Bojan Hadzihalilovic (born 6 June 1964) is a Sarajevo-based graphic designer and creative director of a Bosnia and Herzegovina design company called Fabrika.

== Career ==
He graduated from the Sarajevo Academy of Fine Arts in 1989 and with his colleague Lejla Mulabegovic formed the designer group called TRIO Sarajevo in 1989. From its founding until April 1992, they have designed some 50 important projects, including record covers of some of the most popular rock bands from Bosnia and Herzegovina, numerous design projects at many festivals in the former Yugoslavia, design of books, newspapers and film posters. For their pre-Bosnian war work they have been awarded by Saatchi & Saatchi. They have also taken part in numerous exhibits in the country and abroad (Moscow, Berlin and Sarajevo).
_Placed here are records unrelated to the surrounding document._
//! Configuration error types.

/// A migration configuration that cannot be used as given.
///
/// Covers an unreadable or unparsable config file and credentials missing
/// from the environment. Raised at startup only: a run never begins with a
/// broken configuration, so these never surface mid-migration.
#[derive(Debug, Clone, derive_more::Display, derive_more::Error)]
#[display("Configuration Error: {} at line {} in {}", message, line, file)]
pub struct ConfigError {
    /// Error message
    pub message: String,
    /// Line number where the error occurred
    pub line: u32,
    /// File where the error occurred
    pub file: &'static str,
}

impl ConfigError {
    /// Create a new ConfigError with the given message at the current location.
    ///
    /// # Examples
    ///
    /// ```
    /// use caravel_error::ConfigError;
    ///
    /// let err = ConfigError::new("CARAVEL_DEST_PASSWORD must be set");
    /// assert!(err.message.contains("must be set"));
    /// ```
    #[track_caller]
    pub fn new(message: impl Into<String>) -> Self {
        let location = std::panic::Location::caller();
        Self {
            message: message.into(),
            line: location.line(),
            file: location.file(),
        }
    }
}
During the siege of Sarajevo Bojan remained in the city. With TRIO Bojan designed a serial of propaganda posters "The Aggression Against Bosnia" and designed the uniforms for all Bosnian athletes who competed at the Summer Olympics in Barcelona in 1992.

Bojan currently works as a creative director of a marketing agency called Fabrika and often collaborates with East West Theatre Company for which he designed a large number of posters.